Le lettré lui prit le bras pour aller avec elle, s'arrêter devant toutes les plantes, avec l'espoir de l'obliger à lui découvrir quelle était la sienne. Mais elle répondit tout simplement par un sourire à chacune de ses questions.

A la fin de l'année, Houang fut obligé de s'absenter pour aller passer quelques mois dans sa famille. Une nuit, il vit dans un songe Kang-Shio qui lui dit, avec une tristesse indescriptible, qu'elle allait être frappée d'un grand malheur. Pour la sauver, il devait partir au plus vite, sans perdre un instant.

Bien qu'il ne fût pas certain que son rêve eût une cause réelle, il se hâta, le lendemain au matin, de retourner à la montagne ; il s'y trouva en face d'une foule d'architectes et d'ouvriers, occupés à procéder à la destruction d'une partie du parc, pour agrandir le temple. Un des travailleurs allait justement couper la pivoine rouge qui gênait le tracé de la construction.

Sur la prière instante du lettré, on finit par consentir à épargner l'arbuste.

Le soir même Kang-Shio vint le remercier.

— Vous n'aviez pas voulu m'indiquer la plante, dit-il, mais je la connais maintenant. Toutes les fois que vous ne viendrez pas me voir, j'irai vous faire une petite brûlure avec de l'amadou.

— Je connaissais précisément votre méchanceté, c'est pourquoi je ne voulais pas vous indiquer ma plante.

Après cette conversation, les deux amis se rendirent à l'ancienne demeure de Hiang-Yu, qu'ils n'avaient pas pleurée depuis longtemps. Puis le lettré se retrouva dans sa solitude habituelle, qui n'était plus égayée par la présence de son amante.

Kang-Shio, un soir, entra chez lui d'un air content, disant qu'elle lui apportait de bonnes nouvelles.

— La reine des fleurs, ayant eu pitié de votre passion, a permis à Hiang-Yu de revivre dans ce même temple.

— Quand la reverrai-je ? demanda le lettré, transporté de joie.

— Je ne le sais pas exactement, mais cela ne sera pas long.

Deux nuits se passèrent sans que Kang-Shio reparût. Houang se décida à recourir à l'amadou ; mais, au moment où il s'apprêtait à y mettre le feu, Kang-Shio parut subitement et jeta l'amadou par terre.

— Avec votre taquinerie, vous ne pensiez pas que vous pouviez me faire un mal terrible. Je vais vous quitter désormais et ne vous reverrai plus.

Le lettré répondit que c'était plutôt une menace pour rire ; qu'il ne l'avait tentée que parce qu'il s'ennuyait mortellement sans elle, et il la pria de l'excuser.

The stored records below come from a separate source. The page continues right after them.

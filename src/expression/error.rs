//! Error types for parsing and evaluating expressions.

use crate::value::ValueType;
use std::ops::Range;
use thiserror::Error;

/// Malformed expression text
#[derive(Error, Debug, Clone, PartialEq)]
#[error("{message} at {}..{}", span.start, span.end)]
pub struct ParseError {
    pub message: String,
    /// Byte range of the offending input
    pub span: Range<usize>,
}

impl ParseError {
    pub fn new(message: impl Into<String>, span: Range<usize>) -> Self {
        Self {
            message: message.into(),
            span,
        }
    }
}

/// Result type for parsing
pub type ParseResult<T> = Result<T, ParseError>;

/// Conflicts detected while building an operand registry
#[derive(Error, Debug, Clone, PartialEq)]
pub enum RegistryError {
    #[error("Keyword '{keyword}' is already registered as a {existing} operand, cannot register it as a {requested} operand")]
    KeywordConflict {
        keyword: String,
        existing: &'static str,
        requested: &'static str,
    },

    #[error("Invalid operand keyword: '{0}'")]
    InvalidKeyword(String),
}

/// Errors that can occur during expression evaluation
#[derive(Error, Debug, Clone, PartialEq)]
pub enum ExpressionError {
    #[error("Invalid operand types for operator {operator}: left={left_type}, right={right_type:?}")]
    InvalidOperandTypes {
        operator: String,
        left_type: ValueType,
        right_type: Option<ValueType>,
    },

    #[error("Division by zero")]
    DivisionByZero,

    #[error("Function {function} expects {expected} arguments, got {actual}")]
    FunctionArgumentCount {
        function: String,
        expected: String,
        actual: usize,
    },

    #[error("Cannot convert {actual} to {expected}")]
    Conversion {
        expected: ValueType,
        actual: ValueType,
    },

    #[error("Expression evaluation error: {message}")]
    EvaluationError { message: String },
}

/// Result type for expression evaluation
pub type ExpressionResult<T> = Result<T, ExpressionError>;

#[cfg(test)]
mod tests {
    use super::*;

    #[test]
    fn test_error_display() {
        let err = ParseError::new("Unterminated string literal", 4..9);
        assert_eq!(err.to_string(), "Unterminated string literal at 4..9");

        let err = RegistryError::KeywordConflict {
            keyword: "not".to_string(),
            existing: "left-unary",
            requested: "binary",
        };
        assert_eq!(
            err.to_string(),
            "Keyword 'not' is already registered as a left-unary operand, cannot register it as a binary operand"
        );

        let err = ExpressionError::InvalidOperandTypes {
            operator: "-".to_string(),
            left_type: ValueType::String,
            right_type: Some(ValueType::Number),
        };
        assert_eq!(
            err.to_string(),
            "Invalid operand types for operator -: left=STRING, right=Some(Number)"
        );

        assert_eq!(ExpressionError::DivisionByZero.to_string(), "Division by zero");

        let err = ExpressionError::FunctionArgumentCount {
            function: "lower".to_string(),
            expected: "1".to_string(),
            actual: 2,
        };
        assert_eq!(err.to_string(), "Function lower expects 1 arguments, got 2");
    }
}
impl<'a> ParseState<'a> {
    /// Move to the next token, skipping separators
    fn advance(&mut self) -> ParseResult<()> {
        loop {
            let next =
                self.tokenizer
                    .parse_next_token(self.code, self.pos, self.escape, self.enclosing)?;
            self.pos = next;
            if self.tokenizer.kind() != TokenKind::Separator {
                self.kind = self.tokenizer.kind();
                self.text = self.tokenizer.text().to_string();
                self.span = self.tokenizer.span();
                return Ok(());
            }
        }
    }

    fn at_end(&self) -> bool {
        matches!(self.kind, TokenKind::End | TokenKind::Terminator)
    }

    fn current_operand(&self) -> Option<Operand> {
        if self.kind == TokenKind::Keyword {
            self.registry.create_operand(&self.text)
        } else {
            None
        }
    }

    fn current_binary(&self) -> Option<BinaryOperator> {
        match self.current_operand() {
            Some(Operand::Binary(op)) => Some(op),
            _ => None,
        }
    }

    fn expect(&mut self, kind: TokenKind, what: &str) -> ParseResult<()> {
        if self.kind != kind {
            return Err(ParseError::new(
                format!("Expected {}", what),
                self.span.clone(),
            ));
        }
        self.advance()
    }

    fn unexpected(&self) -> ParseError {
        match self.kind {
            TokenKind::End | TokenKind::Terminator => {
                ParseError::new("Unexpected end of expression", self.span.clone())
            }
            TokenKind::ParenClose => ParseError::new("Unexpected ')'", self.span.clone()),
            TokenKind::ArgumentSeparator => ParseError::new("Unexpected ','", self.span.clone()),
            _ => ParseError::new(
                format!("Unexpected token '{}'", &self.code[self.span.clone()]),
                self.span.clone(),
            ),
        }
    }

    fn parse_expression(&mut self) -> ParseResult<Expression> {
        self.parse_binary(LOWEST_PRECEDENCE)
    }

    /// Parse all binary operators binding at least as tight as `level`
    fn parse_binary(&mut self, level: u8) -> ParseResult<Expression> {
        if level > HIGHEST_PRECEDENCE {
            return self.parse_unary();
        }
        if level == COMPARISON_PRECEDENCE {
            return self.parse_not();
        }

        let mut left = self.parse_binary(level + 1)?;
        while let Some(op) = self.current_binary().filter(|op| op.precedence() == level) {
            self.advance()?;
            let right = self.parse_binary(level + 1)?;
            left = combine(op, left, right);
        }
        Ok(left)
    }

    /// Parse NOT expression
    fn parse_not(&mut self) -> ParseResult<Expression> {
        if let Some(Operand::LeftUnary(op)) = self.current_operand() {
            self.advance()?;
            let operand = self.parse_not()?;
            return Ok(Expression::unary_op(
                op,
                operand.with_expected(op.operand_type()),
            ));
        }
        self.parse_comparison()
    }

    /// Parse comparison expression
    fn parse_comparison(&mut self) -> ParseResult<Expression> {
        let left = self.parse_binary(COMPARISON_PRECEDENCE + 1)?;

        let Some(op) = self.current_binary().filter(BinaryOperator::is_comparison) else {
            return Ok(left);
        };
        self.advance()?;
        let right = self.parse_binary(COMPARISON_PRECEDENCE + 1)?;

        if self.current_binary().is_some_and(|next| next.is_comparison()) {
            return Err(ParseError::new(
                "Comparison operators cannot be chained",
                self.span.clone(),
            ));
        }

        Ok(combine(op, left, right))
    }

    /// Parse prefix operators
    fn parse_unary(&mut self) -> ParseResult<Expression> {
        match self.current_operand() {
            Some(Operand::LeftUnary(op)) => {
                self.advance()?;
                let operand = self.parse_unary()?;
                Ok(Expression::unary_op(
                    op,
                    operand.with_expected(op.operand_type()),
                ))
            }
            Some(Operand::Binary(BinaryOperator::Sub)) => {
                self.advance()?;
                let operand = self.parse_unary()?;
                Ok(negate(operand))
            }
            Some(Operand::Binary(BinaryOperator::Add)) => {
                self.advance()?;
                self.parse_unary()
            }
            _ => self.parse_postfix(),
        }
    }

    /// Parse postfix operators
    fn parse_postfix(&mut self) -> ParseResult<Expression> {
        let mut expr = self.parse_primary()?;
        while let Some(Operand::RightUnary(op)) = self.current_operand() {
            self.advance()?;
            expr = Expression::unary_op(op, expr.with_expected(op.operand_type()));
        }
        Ok(expr)
    }

    /// Parse primary expression
    fn parse_primary(&mut self) -> ParseResult<Expression> {
        match self.kind {
            TokenKind::ParenOpen => {
                self.advance()?;
                let expr = self.parse_expression()?;
                self.expect(TokenKind::ParenClose, "')'")?;
                Ok(expr)
            }
            TokenKind::Constant => {
                let value = Value::String(std::mem::take(&mut self.text));
                self.advance()?;
                Ok(Expression::literal(value))
            }
            TokenKind::Keyword => match self.current_operand() {
                Some(Operand::Function(function)) => self.parse_function(function),
                Some(operand) => Err(ParseError::new(
                    format!(
                        "Unexpected {} operator '{}'",
                        operand.namespace(),
                        self.text
                    ),
                    self.span.clone(),
                )),
                None => self.parse_word(),
            },
            _ => Err(self.unexpected()),
        }
    }

    /// Parse a function call; the current token is the function name
    fn parse_function(&mut self, function: FunctionKind) -> ParseResult<Expression> {
        let name_span = self.span.clone();
        self.advance()?;
        self.expect(TokenKind::ParenOpen, "'(' after function name")?;

        let mut operands = Vec::new();
        if self.kind == TokenKind::ParenClose {
            self.advance()?;
        } else {
            loop {
                let operand = self.parse_expression()?;
                operands.push(operand.with_expected(function.argument_type()));
                match self.kind {
                    TokenKind::ArgumentSeparator => self.advance()?,
                    TokenKind::ParenClose => {
                        self.advance()?;
                        break;
                    }
                    _ => {
                        return Err(ParseError::new(
                            "Expected ',' or ')' in argument list",
                            self.span.clone(),
                        ))
                    }
                }
            }
        }

        if !function.accepts(operands.len()) {
            return Err(ParseError::new(
                format!(
                    "Function {} expects {} arguments, got {}",
                    function.name(),
                    function.arity_description(),
                    operands.len()
                ),
                name_span.start..self.span.start,
            ));
        }

        Ok(Expression::function(function, operands))
    }

    /// Parse a bare word: boolean, null, number or variable path
    fn parse_word(&mut self) -> ParseResult<Expression> {
        let span = self.span.clone();
        let word = std::mem::take(&mut self.text);
        self.advance()?;

        if self.kind == TokenKind::ParenOpen {
            return Err(ParseError::new(format!("Unknown function '{}'", word), span));
        }

        if word.eq_ignore_ascii_case("true") {
            return Ok(Expression::literal(true));
        }
        if word.eq_ignore_ascii_case("false") {
            return Ok(Expression::literal(false));
        }
        if word.eq_ignore_ascii_case("null") {
            return Ok(Expression::null());
        }

        if word.starts_with(|ch: char| ch.is_ascii_digit()) {
            if let Ok(i) = word.parse::<i64>() {
                return Ok(Expression::literal(i));
            }
            return match word.parse::<f64>() {
                Ok(f) if f.is_finite() => Ok(Expression::literal(f)),
                _ => Err(ParseError::new(format!("Invalid number '{}'", word), span)),
            };
        }

        let valid_path = word.split('.').all(|segment| {
            !segment.is_empty() && !segment.starts_with(|ch: char| ch.is_ascii_digit())
        });
        if !valid_path {
            return Err(ParseError::new(format!("Invalid path '{}'", word), span));
        }

        Ok(Expression::variable(word))
    }
}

Au moment où cette scène se terminait par une réconciliation très tendre, Hiang-Yu arriva en tendant les deux mains à ses amis. Mais ses mains n'étaient pas aussi matérielles qu'auparavant ; le lettré ne sentait rien entre ses doigts et demanda à sa maîtresse retrouvée la cause de cette transformation.

— C'est tout naturel, fut la réplique. J'ai été la déesse de la fleur, et ne suis que son revenant. Comme déesse, mon corps était condensé ; comme revenant il n'est plus que vaporeux. Bien que je puisse jouir du plaisir de vous revoir désormais de temps en temps, ne me considérez pourtant que comme un rêve, jusqu'au moment où je vous réapparaîtrai à l'état de déesse.

Kang-Shio prit aussitôt congé de ses amis ; avant de s'enfuir, elle se pencha vers Hiang-Yu et lui chuchota à l'oreille qu'elle était arrivée bien à propos, pour empêcher ses amis de la trahir.

Et elle disparut.

Hiang-Yu partit à son tour, en recommandant à son amant d'arroser sa plante tous les jours, pendant une année entière, avec un verre d'eau mélangée d'une solution de soufre et de céruse.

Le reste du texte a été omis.